Gehry ha imparato a non cercare coerenza e unitarietà nella città perché sono valori che non appartengono più all’architettura; la città degli angeli è quindi destinata a rimanere non conclusa come le architetture di Gehry.

Un motivo ricorrente nella poetica di Frank Gehry è il tema e la forma del pesce. L’architetto spiega come da bambino fosse solito recarsi al supermercato con la nonna per comprare una carpa, con la quale giocava fino a che la nonna non la cucinava nel Gefilte Fish; lui sente il tutto enfatizzato dentro di se.

 

Casa Gehry, Santa Monica, 1977-78

Il progetto è un collage di materiali poveri e a buon mercato; l’architetto ha ricoperto la casa preesistente in stile coloniale olandese con una serie di materiali poveri, non comuni per una casa borghese. Gehry utilizza materiali che sono utilizzati nelle zone povere della città ma anche in quelle borghesi, solamente con scopi più utilitari (garage, cucce per cani, depositi per attrezzi).
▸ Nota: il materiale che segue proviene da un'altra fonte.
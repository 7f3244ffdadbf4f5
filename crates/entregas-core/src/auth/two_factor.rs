//! Email-code verification flow shared by login 2FA and registration.
//!
//! Time is always passed in, so the countdown and block window are
//! deterministic under test.

use chrono::{DateTime, Duration, Utc};
use entregas_types::CodeDelivery;

use crate::validation::validate_code;

/// Lifetime of a sent code.
pub const CODE_TTL_SECS: i64 = 600;
/// Resend block after too many attempts.
pub const BLOCK_SECS: i64 = 300;
pub const BLOCKED_MESSAGE: &str = "You exceeded the attempt limit. Try again in 5 minutes.";
const MAX_ATTEMPTS_REASON: &str = "max_attempts_exceeded";

#[derive(Debug, Clone, Copy, PartialEq, Eq)]
pub enum FlowPurpose {
    Login,
    Registration,
}

/// What the backend needs to accept a code.
#[derive(Debug, Clone, PartialEq, Eq)]
pub struct TwoFactorChallenge {
    pub email: String,
    pub device_id: String,
    pub device_name: String,
    pub device_type: String,
    /// Server expiry, informational only; the local countdown governs.
    pub expires_at: Option<String>,
    pub attempts_remaining: Option<u32>,
}

#[derive(Debug, Clone, Copy, PartialEq, Eq)]
pub enum FlowPhase {
    Idle,
    CodeSent,
    Verifying,
    Verified,
    Expired,
    Blocked,
}

#[derive(Debug, Clone)]
pub struct TwoFactorFlow {
    purpose: FlowPurpose,
    challenge: TwoFactorChallenge,
    phase: FlowPhase,
    sent_at: Option<DateTime<Utc>>,
    blocked_until: Option<DateTime<Utc>>,
}

impl TwoFactorFlow {
    pub fn new(purpose: FlowPurpose, challenge: TwoFactorChallenge) -> Self {
        Self {
            purpose,
            challenge,
            phase: FlowPhase::Idle,
            sent_at: None,
            blocked_until: None,
        }
    }

    /// Flow whose first code was already sent at `now`.
    pub fn started(purpose: FlowPurpose, challenge: TwoFactorChallenge, now: DateTime<Utc>) -> Self {
        let mut flow = Self::new(purpose, challenge);
        flow.code_sent(now);
        flow
    }

    pub fn purpose(&self) -> FlowPurpose {
        self.purpose
    }

    pub fn challenge(&self) -> &TwoFactorChallenge {
        &self.challenge
    }

    pub fn email(&self) -> &str {
        &self.challenge.email
    }

    /// Phase after applying elapsed time.
    pub fn phase(&self, now: DateTime<Utc>) -> FlowPhase {
        match self.phase {
            FlowPhase::CodeSent if self.remaining_secs(now) == 0 => FlowPhase::Expired,
            FlowPhase::Blocked if !self.is_blocked(now) => FlowPhase::Expired,
            phase => phase,
        }
    }

    /// A new code went out: restart the countdown.
    pub fn code_sent(&mut self, now: DateTime<Utc>) {
        self.phase = FlowPhase::CodeSent;
        self.sent_at = Some(now);
        self.blocked_until = None;
    }

    /// Applies a (re)send reply. Returns `false` if it blocked the flow.
    pub fn apply_delivery(&mut self, delivery: &CodeDelivery, now: DateTime<Utc>) -> bool {
        if delivery.attempts_remaining.is_some() {
            self.challenge.attempts_remaining = delivery.attempts_remaining;
        }
        if delivery.expires_at.is_some() {
            self.challenge.expires_at.clone_from(&delivery.expires_at);
        }
        if delivery.reason.as_deref() == Some(MAX_ATTEMPTS_REASON)
            || delivery.attempts_remaining == Some(0)
        {
            self.block(now);
            return false;
        }
        if delivery.success != Some(false) {
            self.code_sent(now);
        }
        true
    }

    /// Seconds left on the current code, 0 when none is live.
    pub fn remaining_secs(&self, now: DateTime<Utc>) -> u64 {
        let Some(sent_at) = self.sent_at else {
            return 0;
        };
        let deadline = sent_at + Duration::seconds(CODE_TTL_SECS);
        let left = (deadline - now).num_seconds();
        u64::try_from(left).unwrap_or(0)
    }

    fn is_blocked(&self, now: DateTime<Utc>) -> bool {
        self.blocked_until.is_some_and(|until| now < until)
    }

    pub fn blocked_until(&self) -> Option<DateTime<Utc>> {
        self.blocked_until
    }

    /// Verify is enabled only while a code is live.
    pub fn can_verify(&self, now: DateTime<Utc>) -> bool {
        self.phase(now) == FlowPhase::CodeSent
    }

    /// Resend is enabled once the countdown is over, outside a block,
    /// and while attempts remain.
    pub fn can_resend(&self, now: DateTime<Utc>) -> bool {
        let phase = self.phase(now);
        matches!(phase, FlowPhase::Idle | FlowPhase::Expired)
            && !self.is_blocked(now)
            && self.challenge.attempts_remaining != Some(0)
    }

    /// Moves to `Verifying` with a well-formed code.
    ///
    /// # Errors
    /// Returns a user-facing message if the code is malformed or verification
    /// is not available right now.
    pub fn begin_verify(&mut self, code: &str, now: DateTime<Utc>) -> Result<(), &'static str> {
        validate_code(code)?;
        if !self.can_verify(now) {
            return Err(match self.phase(now) {
                FlowPhase::Blocked => BLOCKED_MESSAGE,
                FlowPhase::Verified => "This code was already verified.",
                FlowPhase::Verifying => "Verification already in progress.",
                _ => "The code expired. Request a new one.",
            });
        }
        self.phase = FlowPhase::Verifying;
        Ok(())
    }

    pub fn verified(&mut self) {
        self.phase = FlowPhase::Verified;
    }

    /// Backend rejected the code: back to waiting, or expired if time ran out.
    pub fn verify_rejected(&mut self, now: DateTime<Utc>) {
        self.phase = if self.remaining_secs(now) > 0 {
            FlowPhase::CodeSent
        } else {
            FlowPhase::Expired
        };
    }

    /// Blocks resends for [`BLOCK_SECS`]; the live code is abandoned.
    pub fn block(&mut self, now: DateTime<Utc>) {
        self.phase = FlowPhase::Blocked;
        self.blocked_until = Some(now + Duration::seconds(BLOCK_SECS));
        self.sent_at = None;
        // Server-side attempts reset once the block window passes.
        self.challenge.attempts_remaining = None;
    }

    /// Message explaining the current phase, if any.
    pub fn status_message(&self, now: DateTime<Utc>) -> Option<String> {
        match self.phase(now) {
            FlowPhase::Blocked => Some(BLOCKED_MESSAGE.to_string()),
            FlowPhase::Expired => Some("The code expired. Request a new one.".to_string()),
            FlowPhase::CodeSent => {
                let left = self.remaining_secs(now);
                Some(format!(
                    "Code sent to {}. Expires in {}:{:02}.",
                    self.challenge.email,
                    left / 60,
                    left % 60
                ))
            }
            FlowPhase::Idle | FlowPhase::Verifying | FlowPhase::Verified => None,
        }
    }
}

#[cfg(test)]
mod tests {
    use super::*;

    fn t0() -> DateTime<Utc> {
        DateTime::parse_from_rfc3339("2024-06-01T12:00:00Z")
            .unwrap()
            .with_timezone(&Utc)
    }

    fn challenge() -> TwoFactorChallenge {
        TwoFactorChallenge {
            email: "user@example.com".to_string(),
            device_id: "abc".to_string(),
            device_name: "laptop".to_string(),
            device_type: "desktop".to_string(),
            expires_at: None,
            attempts_remaining: Some(5),
        }
    }

    #[test]
    fn test_countdown_gates_verify_and_resend() {
        let flow = TwoFactorFlow::started(FlowPurpose::Login, challenge(), t0());

        assert_eq!(flow.remaining_secs(t0()), 600);
        assert!(flow.can_verify(t0()));
        assert!(!flow.can_resend(t0()));

        let almost = t0() + Duration::seconds(599);
        assert_eq!(flow.remaining_secs(almost), 1);
        assert!(flow.can_verify(almost));
        assert!(!flow.can_resend(almost));

        let zero = t0() + Duration::seconds(600);
        assert_eq!(flow.remaining_secs(zero), 0);
        assert_eq!(flow.phase(zero), FlowPhase::Expired);
        assert!(!flow.can_verify(zero));
        assert!(flow.can_resend(zero));
    }

    #[test]
    fn test_new_code_reenables_verify() {
        let mut flow = TwoFactorFlow::started(FlowPurpose::Registration, challenge(), t0());
        let later = t0() + Duration::seconds(700);
        assert!(flow.can_resend(later));

        assert!(flow.apply_delivery(
            &CodeDelivery {
                success: Some(true),
                attempts_remaining: Some(4),
                ..Default::default()
            },
            later,
        ));

        assert!(flow.can_verify(later));
        assert!(!flow.can_resend(later));
        assert_eq!(flow.challenge().attempts_remaining, Some(4));
    }

    #[test]
    fn test_begin_verify_requires_six_digits() {
        let mut flow = TwoFactorFlow::started(FlowPurpose::Login, challenge(), t0());
        assert!(flow.begin_verify("12345", t0()).is_err());
        assert!(flow.begin_verify("abcdef", t0()).is_err());
        assert_eq!(flow.phase(t0()), FlowPhase::CodeSent);

        flow.begin_verify("123456", t0()).unwrap();
        assert_eq!(flow.phase(t0()), FlowPhase::Verifying);
        assert!(flow.begin_verify("123456", t0()).is_err());
    }

    #[test]
    fn test_begin_verify_after_expiry_fails() {
        let mut flow = TwoFactorFlow::started(FlowPurpose::Login, challenge(), t0());
        let late = t0() + Duration::seconds(601);
        assert!(flow.begin_verify("123456", late).is_err());
    }

    #[test]
    fn test_rejection_returns_to_code_sent_or_expired() {
        let mut flow = TwoFactorFlow::started(FlowPurpose::Login, challenge(), t0());
        flow.begin_verify("123456", t0()).unwrap();
        flow.verify_rejected(t0() + Duration::seconds(10));
        assert_eq!(flow.phase(t0() + Duration::seconds(10)), FlowPhase::CodeSent);

        flow.begin_verify("654321", t0() + Duration::seconds(20)).unwrap();
        flow.verify_rejected(t0() + Duration::seconds(650));
        assert_eq!(flow.phase(t0() + Duration::seconds(650)), FlowPhase::Expired);
    }

    #[test]
    fn test_max_attempts_blocks_for_five_minutes() {
        let mut flow = TwoFactorFlow::started(FlowPurpose::Registration, challenge(), t0());
        let resend_at = t0() + Duration::seconds(600);

        let accepted = flow.apply_delivery(
            &CodeDelivery {
                success: Some(false),
                reason: Some("max_attempts_exceeded".to_string()),
                ..Default::default()
            },
            resend_at,
        );

        assert!(!accepted);
        assert_eq!(flow.phase(resend_at), FlowPhase::Blocked);
        assert!(!flow.can_resend(resend_at));
        assert!(!flow.can_verify(resend_at));
        assert_eq!(flow.status_message(resend_at).as_deref(), Some(BLOCKED_MESSAGE));

        let still = resend_at + Duration::seconds(299);
        assert!(!flow.can_resend(still));

        let after = resend_at + Duration::seconds(300);
        assert!(flow.can_resend(after));
    }

    #[test]
    fn test_zero_attempts_blocks() {
        let mut flow = TwoFactorFlow::started(FlowPurpose::Registration, challenge(), t0());
        flow.apply_delivery(
            &CodeDelivery {
                success: Some(true),
                attempts_remaining: Some(0),
                ..Default::default()
            },
            t0(),
        );
        assert_eq!(flow.phase(t0()), FlowPhase::Blocked);
    }

    #[test]
    fn test_verified_is_terminal() {
        let mut flow = TwoFactorFlow::started(FlowPurpose::Login, challenge(), t0());
        flow.begin_verify("123456", t0()).unwrap();
        flow.verified();
        assert_eq!(flow.phase(t0() + Duration::seconds(9999)), FlowPhase::Verified);
        assert!(!flow.can_resend(t0()));
        assert!(flow.begin_verify("123456", t0()).is_err());
    }

    #[test]
    fn test_status_message_countdown() {
        let flow = TwoFactorFlow::started(FlowPurpose::Login, challenge(), t0());
        let msg = flow.status_message(t0() + Duration::seconds(75)).unwrap();
        assert!(msg.ends_with("Expires in 8:45."), "{msg}");
    }
}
Lo straniamento in questo caso dimostra l’abilità dell’architetto nell’usare il Cheapscape (universo dei segni degradati e compromessi del paesaggio urbano).

 

Camp Good Times, Santa Monica Mountains, 1984-85

Il progetto è un alloggio per bambini malati di tumore.

L’idea è quella di creare un ambiente immaginifico, che appartenga ai sogni dei bambini. Le forme sono conosciute ma estraniate dal loro contesto d’origine: uno scafo di una barca rovesciato compone il portico, un recipiente di latte fa da cucina, sono presenti un mulino e delle vele.

 

Chiat/Day Main Street Headquarters, Venice, 1975-91

L’edificio è frutto di una collaborazione con Claes Oldenburg e Coosje Van Bruggen. L’elemento caratterizzante del progetto è il binocolo gigante affiancato ai corpi di fabbrica. Il binocolo è collocato in quel punto per segnalare l’ingresso, evidente l’ironia rivolta alla maestosità delle porte classiche. Divertente anche il modo in cui fu deciso di collocare un binocolo; Gehry colto alla sprovvista da una domanda del committente impugnò e posizionò il primo oggetto che si trovò per le mani, convincendo il committente che aveva trovato una soluzione al problema.

 

Bernard Tschumi

Nel Saggio Six Concepts analizza il paradigma razionalista secondo il quale la forma segue la funzione e sviluppa una sua opinione in merito; Tschumi è convinto che in realtà vi sia una completa intercambiabilità tra forma e funzione, ossia vi è un’interazione tra le due ma nessuna delle due segue per forza l’altra.

Tschumi propone quindi tre tecniche di spiazzamento:

-crossprogramming

-transprogramming

-disprogramming

Il crossprogramming o programmazione incrociata significa utilizzare una configurazione non designata per un determinato oggetto.

Il transprogramming o transprogrammazione significa combinare tra loro due elementi insieme alle loro configurazioni spaziali senza curarsi delle loro incompatibilià.

Il disprogramming o disprogrammazione consiste nel combinare due elementi in modo tale che la configurazione spaziale di uno contamini quella dell’altro.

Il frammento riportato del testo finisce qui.